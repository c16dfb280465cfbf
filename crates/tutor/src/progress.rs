use std::time::Duration;

use serde::{Deserialize, Serialize};

/// Period of the progress animation.
pub const FRAME_PERIOD: Duration = Duration::from_millis(10);
const FRAME_MS: u64 = 10;

/// Cosmetic countdown through one practice interval.
#[derive(Clone, Copy, Debug, Default, Serialize, Deserialize, PartialEq, Eq)]
pub struct Progress {
    pub elapsed_ms: u64,
    pub interval_ms: u64,
    pub per_mille: u16,
}

impl Progress {
    pub fn new(interval_ms: u64) -> Self {
        Self {
            elapsed_ms: 0,
            interval_ms,
            per_mille: 0,
        }
    }

    pub fn reset(&mut self) {
        self.elapsed_ms = 0;
        self.per_mille = 0;
    }

    pub fn is_complete(&self) -> bool {
        self.elapsed_ms >= self.interval_ms
    }

    /// Advances one frame, snapped to the frame grid at `since_announce` when
    /// that is further along, so frames a busy runtime skipped are caught up.
    /// Returns the new per-mille value, or `None` once the interval has been
    /// fully covered and the animation should stop.
    pub fn advance_frame(&mut self, since_announce: Duration) -> Option<u16> {
        if self.is_complete() {
            return None;
        }
        let on_grid = (since_announce.as_millis() as u64 + FRAME_MS / 2) / FRAME_MS * FRAME_MS;
        self.elapsed_ms = on_grid
            .max(self.elapsed_ms + FRAME_MS)
            .min(self.interval_ms);
        let ratio = self.elapsed_ms as f64 / self.interval_ms as f64;
        self.per_mille = (ratio * 1000.0).round() as u16;
        Some(self.per_mille)
    }
}
mod binding;
mod terminal;

use std::path::PathBuf;
use std::sync::Arc;

use anyhow::{anyhow, Result};
use clap::{Args, Parser, Subcommand};
use tokio::io::{AsyncBufReadExt, BufReader};
use tracing::info;
use tracing_subscriber::EnvFilter;

use lobber_domain::{active_notes, clamp_interval, resolve_start_note};
use lobber_services::espeak::DEFAULT_PROGRAM;
use lobber_services::{settings_path, EspeakSpeech, JsonFileStore, SettingKey, SettingsStore};
use lobber_tutor::{resolve_voice, NoteSelector, SessionController, SpeechSynthesizer};

use crate::binding::{Binding, Command, Reply, HELP};
use crate::terminal::TerminalPresenter;

#[derive(Parser, Debug)]
#[command(author, version, about = "Call out random note names at a steady interval", long_about = None)]
struct Cli {
    /// Settings file to use instead of the one in the config directory
    #[arg(long, global = true)]
    settings: Option<PathBuf>,
    #[command(subcommand)]
    command: Option<Commands>,
}

#[derive(Subcommand, Debug)]
enum Commands {
    /// Start a practice session (the default)
    Run(RunArgs),
    /// Show or change stored settings
    Config {
        #[command(subcommand)]
        action: ConfigAction,
    },
    /// List speech voices reported by espeak-ng
    Voices {
        #[arg(long, default_value = DEFAULT_PROGRAM)]
        espeak: String,
    },
    /// List the notes the current settings will draw from
    Notes,
}

#[derive(Args, Debug, Default)]
struct RunArgs {
    /// Seconds between notes; saved as the new default
    #[arg(short, long)]
    interval: Option<u32>,
    /// Speak each note
    #[arg(long, conflicts_with = "no_speech")]
    speech: bool,
    /// Only show notes
    #[arg(long)]
    no_speech: bool,
    /// Seed for a reproducible note sequence
    #[arg(long)]
    seed: Option<u64>,
    /// Speech program to run
    #[arg(long, default_value = DEFAULT_PROGRAM)]
    espeak: String,
}

#[derive(Subcommand, Debug)]
enum ConfigAction {
    Show,
    Set { key: String, value: String },
}

#[tokio::main]
async fn main() -> Result<()> {
    tracing_subscriber::fmt()
        .with_env_filter(EnvFilter::from_default_env())
        .with_writer(std::io::stderr)
        .init();

    let cli = Cli::parse();
    let path = cli
        .settings
        .or_else(settings_path)
        .ok_or_else(|| anyhow!("no config directory; pass --settings"))?;
    info!(path = %path.display(), "using settings file");
    let settings = SettingsStore::load(JsonFileStore::open(&path));

    match cli.command {
        None => {
            run(
                settings,
                RunArgs {
                    espeak: DEFAULT_PROGRAM.to_string(),
                    ..RunArgs::default()
                },
            )
            .await
        }
        Some(Commands::Run(args)) => run(settings, args).await,
        Some(Commands::Config { action }) => config(settings, action),
        Some(Commands::Voices { espeak }) => {
            voices(&settings, &EspeakSpeech::new(espeak));
            Ok(())
        }
        Some(Commands::Notes) => {
            notes(&settings);
            Ok(())
        }
    }
}

async fn run(mut settings: SettingsStore<JsonFileStore>, args: RunArgs) -> Result<()> {
    if let Some(interval) = args.interval {
        settings.set_interval(clamp_interval(interval))?;
    }
    if args.speech || args.no_speech {
        settings.set_speech_enabled(args.speech)?;
    }

    let speech: Arc<dyn SpeechSynthesizer> = Arc::new(EspeakSpeech::new(args.espeak));
    let selector = args.seed.map(NoteSelector::seeded).unwrap_or_default();
    let session = SessionController::with_selector(
        settings.settings().clone(),
        TerminalPresenter::stdout(),
        speech,
        selector,
    );
    let mut binding = Binding::new(settings, session);
    println!("{HELP}\n");
    binding.handle(Command::Start)?;

    let mut lines = BufReader::new(tokio::io::stdin()).lines();
    let ctrl_c = tokio::signal::ctrl_c();
    tokio::pin!(ctrl_c);
    loop {
        tokio::select! {
            _ = &mut ctrl_c => break,
            line = lines.next_line() => {
                let Some(line) = line? else { break };
                match line.parse::<Command>().and_then(|command| binding.handle(command)) {
                    Ok(Reply::Done) => {}
                    Ok(Reply::Info(message)) => println!("{message}"),
                    Ok(Reply::Quit) => break,
                    Err(err) => eprintln!("{err}"),
                }
            }
        }
    }

    info!(last_note = binding.session().current_note().symbol, "leaving");
    binding.shutdown();
    println!();
    Ok(())
}

fn config(mut settings: SettingsStore<JsonFileStore>, action: ConfigAction) -> Result<()> {
    match action {
        ConfigAction::Show => {
            for key in SettingKey::ALL {
                println!("{:<16} {}", key.as_str(), settings.display_value(key));
            }
        }
        ConfigAction::Set { key, value } => {
            let key: SettingKey = key.parse()?;
            settings.set_from_str(key, &value)?;
            println!("{} = {}", key.as_str(), settings.display_value(key));
        }
    }
    Ok(())
}

fn voices(settings: &SettingsStore<JsonFileStore>, speech: &dyn SpeechSynthesizer) {
    let available = speech.voices();
    if available.is_empty() {
        println!("no voices found (is espeak-ng installed?)");
        return;
    }
    let selected = resolve_voice(settings.settings().voice_id.as_ref(), &available);
    for voice in &available {
        let marker = if Some(&voice.id) == selected.as_ref() { "*" } else { " " };
        println!(
            "{marker} {:<12} {}",
            voice.id.id(),
            voice.label.as_deref().unwrap_or("")
        );
    }
}

fn notes(settings: &SettingsStore<JsonFileStore>) {
    let current = settings.settings();
    let symbols: Vec<&str> = active_notes(current).iter().map(|n| n.symbol).collect();
    println!("active notes: {}", symbols.join(" "));
    if let Some(start) = resolve_start_note(current) {
        println!("start note:   {}", start.symbol);
    }
}
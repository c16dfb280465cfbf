use serde::{Deserialize, Serialize};

use crate::settings::Settings;

#[derive(Clone, Copy, Debug, Serialize, Deserialize, PartialEq, Eq, Hash)]
pub enum NoteGroup {
    Natural,
    Sharp,
    Flat,
}

impl NoteGroup {
    /// Order in which enabled groups are concatenated into the active set.
    pub const ACTIVE_ORDER: [NoteGroup; 3] = [NoteGroup::Natural, NoteGroup::Flat, NoteGroup::Sharp];

    pub fn notes(self) -> &'static [Note] {
        match self {
            NoteGroup::Natural => NATURALS,
            NoteGroup::Sharp => SHARPS,
            NoteGroup::Flat => FLATS,
        }
    }

    pub fn label(self) -> &'static str {
        match self {
            NoteGroup::Natural => "natural",
            NoteGroup::Sharp => "sharp",
            NoteGroup::Flat => "flat",
        }
    }
}

/// A pitch name with the text shown on screen and the text handed to speech.
#[derive(Clone, Copy, Debug, Serialize, PartialEq, Eq, Hash)]
pub struct Note {
    pub symbol: &'static str,
    pub spoken: &'static str,
    pub group: NoteGroup,
}

impl Note {
    const fn new(symbol: &'static str, spoken: &'static str, group: NoteGroup) -> Self {
        Self {
            symbol,
            spoken,
            group,
        }
    }

    pub fn same_symbol(&self, other: &Note) -> bool {
        self.symbol == other.symbol
    }
}

impl Default for Note {
    fn default() -> Self {
        NATURALS[0]
    }
}

impl std::fmt::Display for Note {
    fn fmt(&self, f: &mut std::fmt::Formatter<'_>) -> std::fmt::Result {
        f.write_str(self.symbol)
    }
}

const NATURALS: &[Note] = &[
    Note::new("C", "C", NoteGroup::Natural),
    Note::new("D", "D", NoteGroup::Natural),
    Note::new("E", "E", NoteGroup::Natural),
    Note::new("F", "F", NoteGroup::Natural),
    Note::new("G", "G", NoteGroup::Natural),
    Note::new("A", "A", NoteGroup::Natural),
    Note::new("B", "B", NoteGroup::Natural),
];

// "A" is quoted so speech engines read the letter rather than the article.
const SHARPS: &[Note] = &[
    Note::new("C#", "C sharp", NoteGroup::Sharp),
    Note::new("D#", "D sharp", NoteGroup::Sharp),
    Note::new("F#", "F sharp", NoteGroup::Sharp),
    Note::new("G#", "G sharp", NoteGroup::Sharp),
    Note::new("A#", "\"A\" sharp", NoteGroup::Sharp),
];

const FLATS: &[Note] = &[
    Note::new("Db", "D flat", NoteGroup::Flat),
    Note::new("Eb", "E flat", NoteGroup::Flat),
    Note::new("Gb", "G flat", NoteGroup::Flat),
    Note::new("Ab", "\"A\" flat", NoteGroup::Flat),
    Note::new("Bb", "B flat", NoteGroup::Flat),
];

/// Enabled groups concatenated as naturals, flats, sharps.
pub fn active_notes(settings: &Settings) -> Vec<Note> {
    NoteGroup::ACTIVE_ORDER
        .iter()
        .filter(|group| settings.includes(**group))
        .flat_map(|group| group.notes().iter().copied())
        .collect()
}

pub fn find_note(symbol: &str) -> Option<Note> {
    NoteGroup::ACTIVE_ORDER
        .iter()
        .flat_map(|group| group.notes().iter())
        .find(|note| note.symbol == symbol)
        .copied()
}

/// Choices offered for the starting note. Kept in active-set order.
pub fn start_note_options(settings: &Settings) -> Vec<Note> {
    active_notes(settings)
}

/// The stored start note when it is still active, otherwise the first active note.
pub fn resolve_start_note(settings: &Settings) -> Option<Note> {
    let options = start_note_options(settings);
    settings
        .start_note
        .as_deref()
        .and_then(|symbol| options.iter().find(|note| note.symbol == symbol))
        .or_else(|| options.first())
        .copied()
}
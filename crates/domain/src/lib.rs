pub mod error;
pub mod notes;
pub mod settings;

pub use crate::error::DomainError;
pub use crate::notes::{
    active_notes, find_note, resolve_start_note, start_note_options, Note, NoteGroup,
};
pub use crate::settings::{
    clamp_interval, sanitize_volume, validate_interval, NoteOrder, Settings, VoiceId,
    DEFAULT_INTERVAL_SECONDS, DEFAULT_VOLUME, INTERVAL_RANGE,
};
use lobber_domain::Note;

/// Where the session shows its state.
pub trait Presenter: Send {
    fn show_note(&mut self, note: &Note);
    /// Progress through the current interval, 0 to 1000.
    fn show_progress(&mut self, per_mille: u16);
    /// Flips between the configuration view and the active-session view.
    fn show_running(&mut self, running: bool);
}

pub struct NullPresenter;

impl Presenter for NullPresenter {
    fn show_note(&mut self, _note: &Note) {}
    fn show_progress(&mut self, _per_mille: u16) {}
    fn show_running(&mut self, _running: bool) {}
}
+ + + +
_What is needed_
From the records above, reproduce exactly the lines from the one with "pub fn find_note(symbol: &str)" to the one with "pub trait Presenter: Send", both included, and no others.

_Written answer_
pub fn find_note(symbol: &str) -> Option<Note> {
    NoteGroup::ACTIVE_ORDER
        .iter()
        .flat_map(|group| group.notes().iter())
        .find(|note| note.symbol == symbol)
        .copied()
}

/// Choices offered for the starting note. Kept in active-set order.
pub fn start_note_options(settings: &Settings) -> Vec<Note> {
    active_notes(settings)
}

/// The stored start note when it is still active, otherwise the first active note.
pub fn resolve_start_note(settings: &Settings) -> Option<Note> {
    let options = start_note_options(settings);
    settings
        .start_note
        .as_deref()
        .and_then(|symbol| options.iter().find(|note| note.symbol == symbol))
        .or_else(|| options.first())
        .copied()
}
filename crates/domain/src/lib.rs
pub mod error;
pub mod notes;
pub mod settings;

pub use crate::error::DomainError;
pub use crate::notes::{
    active_notes, find_note, resolve_start_note, start_note_options, Note, NoteGroup,
};
pub use crate::settings::{
    clamp_interval, sanitize_volume, validate_interval, NoteOrder, Settings, VoiceId,
    DEFAULT_INTERVAL_SECONDS, DEFAULT_VOLUME, INTERVAL_RANGE,
};
use lobber_domain::Note;

/// Where the session shows its state.
pub trait Presenter: Send {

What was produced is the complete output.